Kein Anspruch auf Laser-OP bei Beihilfe

Wer Beihilfeempfänger ist, weiß um die Probleme der Abrechnungsmodalitäten von Krankenversicherung und Beihilfeträger. Eine Polizistin aus Bayern hat nun diesen Unterschied lernen müssen: Nach einer Laseroperation an den Augen zahlte die Beihilfe den Anteil von 50 Prozent nicht. Diese Entscheidung bestätigte das Verwaltungsgericht München jetzt.

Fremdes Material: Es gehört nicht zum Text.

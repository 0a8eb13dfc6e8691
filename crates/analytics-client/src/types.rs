//! Response shapes for the admin analytics API
//!
//! Each struct mirrors the JSON one endpoint returns; the backend emits
//! camelCase field names. Values are immutable snapshots with no identity
//! beyond structural equality.

use chrono::{DateTime, Utc};
use serde::Deserialize;

/// Retention rates at 1, 7 and 30 days
#[derive(Debug, Clone, PartialEq, Deserialize)]
pub struct RetentionMetrics {
    pub d1: f64,
    pub d7: f64,
    pub d30: f64,
}

/// Top-level product metrics for the overview page
#[derive(Debug, Clone, PartialEq, Deserialize)]
#[serde(rename_all = "camelCase")]
pub struct OverviewMetrics {
    pub retention: RetentionMetrics,
    pub dau: u64,
    pub wau: u64,
    pub mau: u64,
    pub dau_wau_ratio: String,
    /// Time to first value, in minutes
    pub ttfv: f64,
    pub power_users: u64,
    pub churn_rate: f64,
    pub activation_rate: f64,
}

/// One step of the onboarding funnel
#[derive(Debug, Clone, PartialEq, Deserialize)]
#[serde(rename_all = "camelCase")]
pub struct FunnelStep {
    pub name: String,
    pub value: u64,
    pub drop_off: f64,
}

/// Background job health over the last 24 hours
#[derive(Debug, Clone, PartialEq, Deserialize)]
#[serde(rename_all = "camelCase")]
pub struct SystemHealth {
    #[serde(rename = "failedJobs24h")]
    pub failed_jobs_24h: u64,
    #[serde(rename = "totalJobs24h")]
    pub total_jobs_24h: u64,
    pub success_rate: f64,
}

/// One row of the users table
#[derive(Debug, Clone, PartialEq, Deserialize)]
#[serde(rename_all = "camelCase")]
pub struct UserListItem {
    pub id: String,
    pub name: String,
    pub email: String,
    pub signup_date: DateTime<Utc>,
    pub onboarding_status: String,
    pub first_transaction: bool,
    pub activity_level: String,
    pub health_score: f64,
}

/// User segment filter; `All` is the sentinel that omits the parameter
#[derive(Debug, Clone, Copy, PartialEq, Eq, Default)]
pub enum UserSegment {
    #[default]
    All,
    New,
    AtRisk,
    Power,
}

impl UserSegment {
    pub fn as_str(&self) -> &'static str {
        match self {
            UserSegment::All => "all",
            UserSegment::New => "new",
            UserSegment::AtRisk => "at-risk",
            UserSegment::Power => "power",
        }
    }
}

impl std::str::FromStr for UserSegment {
    type Err = String;

    fn from_str(s: &str) -> Result<Self, Self::Err> {
        match s {
            "all" => Ok(UserSegment::All),
            "new" => Ok(UserSegment::New),
            "at-risk" => Ok(UserSegment::AtRisk),
            "power" => Ok(UserSegment::Power),
            other => Err(format!("Unknown user segment: {other}")),
        }
    }
}

/// Onboarding status filter; `All` is the sentinel that omits the parameter
#[derive(Debug, Clone, Copy, PartialEq, Eq, Default)]
pub enum UserStatus {
    #[default]
    All,
    Incomplete,
    NoCategories,
    NoTransactions,
    Inactive14d,
}

impl UserStatus {
    pub fn as_str(&self) -> &'static str {
        match self {
            UserStatus::All => "all",
            UserStatus::Incomplete => "incomplete",
            UserStatus::NoCategories => "no-categories",
            UserStatus::NoTransactions => "no-transactions",
            UserStatus::Inactive14d => "inactive-14d",
        }
    }
}

impl std::str::FromStr for UserStatus {
    type Err = String;

    fn from_str(s: &str) -> Result<Self, Self::Err> {
        match s {
            "all" => Ok(UserStatus::All),
            "incomplete" => Ok(UserStatus::Incomplete),
            "no-categories" => Ok(UserStatus::NoCategories),
            "no-transactions" => Ok(UserStatus::NoTransactions),
            "inactive-14d" => Ok(UserStatus::Inactive14d),
            other => Err(format!("Unknown user status: {other}")),
        }
    }
}

/// Filters for the users list query
#[derive(Debug, Clone, Copy, PartialEq, Eq, Default)]
pub struct UserFilters {
    pub segment: UserSegment,
    pub status: UserStatus,
}

/// Monthly recurring revenue from Stripe
#[derive(Debug, Clone, PartialEq, Deserialize)]
pub struct StripeMrr {
    pub mrr: f64,
}

#[derive(Debug, Clone, PartialEq, Deserialize)]
#[serde(rename_all = "camelCase")]
pub struct StripeSubscriptionMetrics {
    pub active_subscriptions: u64,
    pub new_this_month: u64,
    pub churned_this_month: u64,
    pub churn_rate: f64,
}

#[derive(Debug, Clone, PartialEq, Deserialize)]
#[serde(rename_all = "camelCase")]
pub struct StripeRevenueMetrics {
    pub total_revenue: f64,
    pub successful_payments: u64,
    pub failed_payments: u64,
    pub failure_rate: f64,
}

/// A Mercury bank account balance
#[derive(Debug, Clone, PartialEq, Deserialize)]
pub struct MercuryAccount {
    pub id: String,
    pub name: String,
    pub balance: f64,
    #[serde(rename = "type")]
    pub account_type: String,
}

#[derive(Debug, Clone, PartialEq, Deserialize)]
#[serde(rename_all = "camelCase")]
pub struct MercuryCashFlow {
    pub inflows: f64,
    pub outflows: f64,
    pub net_cash_flow: f64,
    pub transaction_count: u64,
}

/// Runway projection; `runway_months` is null when burn is non-positive
#[derive(Debug, Clone, PartialEq, Deserialize)]
#[serde(rename_all = "camelCase")]
pub struct MercuryRunway {
    pub total_balance: f64,
    pub monthly_burn: f64,
    pub runway_months: Option<f64>,
    pub projected_zero_date: Option<String>,
}

#[derive(Debug, Clone, PartialEq, Deserialize)]
#[serde(rename_all = "camelCase")]
pub struct CashFlowSnapshot {
    pub inflows: f64,
    pub outflows: f64,
    pub net_cash_flow: f64,
}

#[derive(Debug, Clone, PartialEq, Deserialize)]
#[serde(rename_all = "camelCase")]
pub struct MercurySummary {
    pub total_balance: f64,
    pub monthly_burn: f64,
    pub runway_months: Option<f64>,
    pub last_month_cash_flow: CashFlowSnapshot,
}

#[derive(Debug, Clone, PartialEq, Deserialize)]
#[serde(rename_all = "camelCase")]
pub struct NewRelicApm {
    pub avg_response_time: f64,
    pub error_rate: f64,
    pub throughput: f64,
    pub apdex_score: f64,
}

#[derive(Debug, Clone, PartialEq, Deserialize)]
#[serde(rename_all = "camelCase")]
pub struct NewRelicErrors {
    pub total_errors: u64,
    pub error_rate: f64,
    /// Shape varies per error class; kept as raw JSON
    pub top_errors: Vec<serde_json::Value>,
}

#[derive(Debug, Clone, PartialEq, Deserialize)]
#[serde(rename_all = "camelCase")]
pub struct NewRelicDatabase {
    pub avg_query_time: f64,
    pub slow_queries: u64,
    pub total_queries: u64,
}

#[derive(Debug, Clone, PartialEq, Deserialize)]
#[serde(rename_all = "camelCase")]
pub struct NewRelicExternal {
    pub avg_external_time: f64,
    pub total_calls: u64,
    pub slow_calls: u64,
}

#[derive(Debug, Clone, PartialEq, Deserialize)]
#[serde(rename_all = "camelCase")]
pub struct FeatureAdoption {
    pub feature_name: String,
    pub unique_users: u64,
    pub adoption_rate: f64,
    pub total_usages: u64,
    pub avg_usages_per_user: f64,
    pub first_used_at: DateTime<Utc>,
    pub last_used_at: DateTime<Utc>,
}

/// Daily usage of one feature
#[derive(Debug, Clone, PartialEq, Deserialize)]
#[serde(rename_all = "camelCase")]
pub struct FeatureTimeline {
    pub date: String,
    pub feature_name: String,
    pub users: u64,
    pub usages: u64,
}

Die junge Polizistin ist regelmäßig an Einsätzen mit Gewalttätern beteiligt. In diesen gefährlichen Situationen ist es ihr nicht möglich, die Fehlsichtigkeit mithilfe einer Brille auszugleichen. Ein Anspruch auf eine Augenkorrektur durch eine Operation mithilfe von Lasertechnik besitzt sie trotzdem nicht.

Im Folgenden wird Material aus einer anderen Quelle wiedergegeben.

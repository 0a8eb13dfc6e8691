//! Page controllers: one concurrent fetch batch per dashboard tab
//!
//! Each loader issues its facade calls jointly and resolves only when every
//! call succeeded. A single failing call fails the whole batch and the
//! already-fetched results are dropped; the page renders either complete or
//! not at all.

use std::future::Future;

use analytics_client::types::{
    FeatureAdoption, FeatureTimeline, FunnelStep, MercuryRunway, MercurySummary, NewRelicApm,
    NewRelicDatabase, NewRelicErrors, NewRelicExternal, OverviewMetrics, StripeMrr,
    StripeRevenueMetrics, StripeSubscriptionMetrics, SystemHealth, UserFilters, UserListItem,
};
use analytics_client::AnalyticsClient;
use chrono::{Duration, Utc};

/// Display state of a dashboard page
///
/// A page starts `Loading`, then is replaced wholesale by either the loaded
/// snapshot or an error message.
#[derive(Debug, Clone, PartialEq)]
pub enum PageState<T> {
    Loading,
    Loaded(T),
    Error(String),
}

impl<T> PageState<T> {
    pub fn is_loading(&self) -> bool {
        matches!(self, PageState::Loading)
    }
}

/// Drive a page load from `Loading` to its terminal state
///
/// Logs the failure at the catch point; the message itself is carried into
/// the `Error` state for display.
pub async fn resolve<T, F>(load: F) -> PageState<T>
where
    F: Future<Output = analytics_client::Result<T>>,
{
    match load.await {
        Ok(snapshot) => PageState::Loaded(snapshot),
        Err(e) => {
            tracing::error!("Failed to load page data: {}", e);
            PageState::Error(e.to_string())
        }
    }
}

/// Overview tab: product metrics, onboarding funnel, job health
#[derive(Debug, Clone, PartialEq)]
pub struct OverviewPage {
    pub metrics: OverviewMetrics,
    pub funnel: Vec<FunnelStep>,
    pub health: SystemHealth,
}

impl OverviewPage {
    /// Trailing window the overview metrics cover
    pub const DEFAULT_DAYS: u32 = 7;

    pub async fn load(analytics: &AnalyticsClient) -> analytics_client::Result<Self> {
        let (metrics, funnel, health) = tokio::try_join!(
            analytics.overview_metrics(Self::DEFAULT_DAYS),
            analytics.onboarding_funnel(),
            analytics.system_health(),
        )?;
        Ok(Self {
            metrics,
            funnel,
            health,
        })
    }
}

/// Users tab: filtered user list
#[derive(Debug, Clone, PartialEq)]
pub struct UsersPage {
    pub filters: UserFilters,
    pub users: Vec<UserListItem>,
}

impl UsersPage {
    pub async fn load(
        analytics: &AnalyticsClient,
        filters: UserFilters,
    ) -> analytics_client::Result<Self> {
        let users = analytics.users_list(&filters).await?;
        Ok(Self { filters, users })
    }
}

/// Finance tab: Stripe revenue plus Mercury runway and summary
#[derive(Debug, Clone, PartialEq)]
pub struct FinancePage {
    pub mrr: StripeMrr,
    pub subscriptions: StripeSubscriptionMetrics,
    pub revenue: StripeRevenueMetrics,
    pub runway: MercuryRunway,
    pub summary: MercurySummary,
}

impl FinancePage {
    /// Revenue window: the trailing 30 days
    pub const REVENUE_WINDOW_DAYS: i64 = 30;

    pub async fn load(analytics: &AnalyticsClient) -> analytics_client::Result<Self> {
        let end_date = Utc::now().date_naive();
        let start_date = end_date - Duration::days(Self::REVENUE_WINDOW_DAYS);
        let start = start_date.format("%Y-%m-%d").to_string();
        let end = end_date.format("%Y-%m-%d").to_string();

        let (mrr, subscriptions, revenue, runway, summary) = tokio::try_join!(
            analytics.stripe_mrr(),
            analytics.stripe_subscriptions(),
            analytics.stripe_revenue(&start, &end),
            analytics.mercury_runway(),
            analytics.mercury_summary(),
        )?;
        Ok(Self {
            mrr,
            subscriptions,
            revenue,
            runway,
            summary,
        })
    }
}

/// Operations tab: the four New Relic metric groups
#[derive(Debug, Clone, PartialEq)]
pub struct OperationsPage {
    pub apm: NewRelicApm,
    pub errors: NewRelicErrors,
    pub database: NewRelicDatabase,
    pub external: NewRelicExternal,
}

impl OperationsPage {
    pub async fn load(analytics: &AnalyticsClient) -> analytics_client::Result<Self> {
        let (apm, errors, database, external) = tokio::try_join!(
            analytics.newrelic_apm(),
            analytics.newrelic_errors(),
            analytics.newrelic_database(),
            analytics.newrelic_external(),
        )?;
        Ok(Self {
            apm,
            errors,
            database,
            external,
        })
    }
}

/// Product usage tab: feature adoption plus the usage timeline
#[derive(Debug, Clone, PartialEq)]
pub struct ProductUsagePage {
    pub features: Vec<FeatureAdoption>,
    pub timeline: Vec<FeatureTimeline>,
}

impl ProductUsagePage {
    pub async fn load(
        analytics: &AnalyticsClient,
        timeline_feature: Option<&str>,
    ) -> analytics_client::Result<Self> {
        let (features, timeline) = tokio::try_join!(
            analytics.feature_adoption(),
            analytics.feature_timeline(timeline_feature),
        )?;
        Ok(Self { features, timeline })
    }
}

#[cfg(test)]
mod tests {
    use super::*;
    use std::collections::HashMap;
    use std::sync::Arc;

    use analytics_client::transport::{HttpRequest, HttpResponse, HttpTransport};
    use analytics_client::{ApiClient, ApiConfig, ClientError};
    use async_trait::async_trait;

    /// Transport stub keyed by endpoint path; unknown paths return 404
    struct StubTransport {
        responses: HashMap<String, String>,
    }

    impl StubTransport {
        fn new(responses: &[(&str, &str)]) -> Self {
            Self {
                responses: responses
                    .iter()
                    .map(|(path, body)| (path.to_string(), body.to_string()))
                    .collect(),
            }
        }
    }

    #[async_trait]
    impl HttpTransport for StubTransport {
        async fn send(&self, request: HttpRequest) -> analytics_client::Result<HttpResponse> {
            let path = request
                .url
                .strip_prefix("http://localhost:3000")
                .unwrap_or(&request.url);
            match self.responses.get(path) {
                Some(body) => Ok(HttpResponse {
                    status: 200,
                    status_text: "OK".to_string(),
                    body: body.clone(),
                }),
                None => Ok(HttpResponse {
                    status: 404,
                    status_text: "Not Found".to_string(),
                    body: String::new(),
                }),
            }
        }
    }

    fn analytics_with(responses: &[(&str, &str)]) -> AnalyticsClient {
        let config = ApiConfig {
            base_url: "http://localhost:3000".to_string(),
            ..ApiConfig::default()
        };
        let transport = Arc::new(StubTransport::new(responses));
        AnalyticsClient::new(Arc::new(ApiClient::new(config, transport)))
    }

    const OVERVIEW_BODY: &str = r#"{
        "retention": {"d1": 0.4, "d7": 0.3, "d30": 0.2},
        "dau": 100, "wau": 400, "mau": 1200,
        "dauWauRatio": "25%", "ttfv": 10.0,
        "powerUsers": 30, "churnRate": 5.0, "activationRate": 60.0
    }"#;
    const FUNNEL_BODY: &str =
        r#"[{"name": "Signed up", "value": 1000, "dropOff": 0.0},
            {"name": "First transaction", "value": 620, "dropOff": 38.0}]"#;
    const HEALTH_BODY: &str = r#"{"failedJobs24h": 2, "totalJobs24h": 900, "successRate": 99.8}"#;

    #[tokio::test]
    async fn overview_batch_loads_all_three() {
        let analytics = analytics_with(&[
            ("/api/v1/admin/analytics?days=7", OVERVIEW_BODY),
            ("/api/v1/admin/analytics/funnel", FUNNEL_BODY),
            ("/api/v1/admin/analytics/system-health", HEALTH_BODY),
        ]);

        let page = OverviewPage::load(&analytics).await.unwrap();
        assert_eq!(page.metrics.dau, 100);
        assert_eq!(page.funnel.len(), 2);
        assert_eq!(page.health.failed_jobs_24h, 2);
    }

    #[tokio::test]
    async fn overview_batch_fails_when_one_call_fails() {
        // system-health missing: that call 404s, the whole batch fails
        let analytics = analytics_with(&[
            ("/api/v1/admin/analytics?days=7", OVERVIEW_BODY),
            ("/api/v1/admin/analytics/funnel", FUNNEL_BODY),
        ]);

        let err = OverviewPage::load(&analytics).await.unwrap_err();
        assert_eq!(err.to_string(), "API Error: Not Found");
        assert!(matches!(err, ClientError::Api { status: 404, .. }));
    }

    #[tokio::test]
    async fn resolve_moves_loading_to_loaded() {
        let analytics = analytics_with(&[
            ("/api/v1/admin/analytics?days=7", OVERVIEW_BODY),
            ("/api/v1/admin/analytics/funnel", FUNNEL_BODY),
            ("/api/v1/admin/analytics/system-health", HEALTH_BODY),
        ]);

        let state = resolve(OverviewPage::load(&analytics)).await;
        assert!(!state.is_loading());
        assert!(matches!(state, PageState::Loaded(_)));
    }

    #[tokio::test]
    async fn resolve_captures_error_message_and_discards_partial_results() {
        let analytics = analytics_with(&[("/api/v1/admin/analytics?days=7", OVERVIEW_BODY)]);

        let state = resolve(OverviewPage::load(&analytics)).await;
        // No OverviewPage value exists in the error state; the successful
        // metrics fetch is gone with the batch.
        assert_eq!(state, PageState::Error("API Error: Not Found".to_string()));
    }

    #[tokio::test]
    async fn users_page_passes_filters_through() {
        use analytics_client::types::{UserSegment, UserStatus};

        let analytics = analytics_with(&[(
            "/api/v1/admin/analytics/users?segment=power",
            r#"[{"id": "u1", "name": "Ada", "email": "ada@example.com",
                 "signupDate": "2025-11-03T14:20:00Z",
                 "onboardingStatus": "complete", "firstTransaction": true,
                 "activityLevel": "high", "healthScore": 87.5}]"#,
        )]);

        let filters = UserFilters {
            segment: UserSegment::Power,
            status: UserStatus::All,
        };
        let page = UsersPage::load(&analytics, filters).await.unwrap();
        assert_eq!(page.users.len(), 1);
        assert_eq!(page.filters, filters);
    }

    #[tokio::test]
    async fn finance_batch_requests_trailing_thirty_days() {
        let end = Utc::now().date_naive();
        let start = end - Duration::days(FinancePage::REVENUE_WINDOW_DAYS);
        let revenue_path = format!(
            "/api/v1/admin/analytics/stripe/revenue?startDate={}&endDate={}",
            start.format("%Y-%m-%d"),
            end.format("%Y-%m-%d"),
        );

        let analytics = analytics_with(&[
            ("/api/v1/admin/analytics/stripe/mrr", r#"{"mrr": 42000.0}"#),
            (
                "/api/v1/admin/analytics/stripe/subscriptions",
                r#"{"activeSubscriptions": 310, "newThisMonth": 24,
                    "churnedThisMonth": 9, "churnRate": 2.9}"#,
            ),
            (
                revenue_path.as_str(),
                r#"{"totalRevenue": 125000.0, "successfulPayments": 420,
                    "failedPayments": 7, "failureRate": 1.6}"#,
            ),
            (
                "/api/v1/admin/analytics/mercury/runway",
                r#"{"totalBalance": 500000.0, "monthlyBurn": 40000.0,
                    "runwayMonths": 12.5, "projectedZeroDate": "2027-09-10"}"#,
            ),
            (
                "/api/v1/admin/analytics/mercury/summary",
                r#"{"totalBalance": 500000.0, "monthlyBurn": 40000.0,
                    "runwayMonths": 12.5,
                    "lastMonthCashFlow": {"inflows": 80000.0, "outflows": 65000.0,
                                          "netCashFlow": 15000.0}}"#,
            ),
        ]);

        let page = FinancePage::load(&analytics).await.unwrap();
        assert_eq!(page.mrr.mrr, 42000.0);
        assert_eq!(page.revenue.successful_payments, 420);
        assert_eq!(page.runway.runway_months, Some(12.5));
        assert_eq!(page.summary.last_month_cash_flow.net_cash_flow, 15000.0);
    }

    #[tokio::test]
    async fn operations_batch_loads_all_four() {
        let analytics = analytics_with(&[
            (
                "/api/v1/admin/analytics/newrelic/apm",
                r#"{"avgResponseTime": 120.0, "errorRate": 0.4,
                    "throughput": 850.0, "apdexScore": 0.97}"#,
            ),
            (
                "/api/v1/admin/analytics/newrelic/errors",
                r#"{"totalErrors": 18, "errorRate": 0.4, "topErrors": []}"#,
            ),
            (
                "/api/v1/admin/analytics/newrelic/database",
                r#"{"avgQueryTime": 4.2, "slowQueries": 3, "totalQueries": 90000}"#,
            ),
            (
                "/api/v1/admin/analytics/newrelic/external",
                r#"{"avgExternalTime": 210.0, "totalCalls": 4200, "slowCalls": 12}"#,
            ),
        ]);

        let page = OperationsPage::load(&analytics).await.unwrap();
        assert_eq!(page.apm.apdex_score, 0.97);
        assert_eq!(page.errors.total_errors, 18);
        assert_eq!(page.database.slow_queries, 3);
        assert_eq!(page.external.slow_calls, 12);
    }

    #[tokio::test]
    async fn product_usage_batch_with_timeline_filter() {
        let analytics = analytics_with(&[
            (
                "/api/v1/admin/analytics/features",
                r#"[{"featureName": "ai_categorizer", "uniqueUsers": 120,
                     "adoptionRate": 34.0, "totalUsages": 480,
                     "avgUsagesPerUser": 4.0,
                     "firstUsedAt": "2026-06-01T00:00:00Z",
                     "lastUsedAt": "2026-08-28T12:00:00Z"}]"#,
            ),
            (
                "/api/v1/admin/analytics/features/timeline?featureName=ai_categorizer",
                r#"[{"date": "2026-08-28", "featureName": "ai_categorizer",
                     "users": 120, "usages": 480}]"#,
            ),
        ]);

        let page = ProductUsagePage::load(&analytics, Some("ai_categorizer"))
            .await
            .unwrap();
        assert_eq!(page.features[0].unique_users, 120);
        assert_eq!(page.timeline.len(), 1);
    }

    #[tokio::test]
    async fn product_usage_without_filter_fetches_full_timeline() {
        let analytics = analytics_with(&[
            ("/api/v1/admin/analytics/features", "[]"),
            ("/api/v1/admin/analytics/features/timeline", "[]"),
        ]);

        let page = ProductUsagePage::load(&analytics, None).await.unwrap();
        assert!(page.features.is_empty());
        assert!(page.timeline.is_empty());
    }
}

So urteilte das Verwaltungsgericht München jetzt: Die medizinische Notwendigkeit habe nicht bestanden. So verweist man im Urteil darauf, dass das Tragen einer Sehhilfe durchaus möglich sei (Aktenzeichen M17 K13.3362).

Umso erstaunlicher handelte die Krankenversicherung der Polizistin: Diese übernahm 50 Prozent der Kosten in Höhe von 3.000 Euro.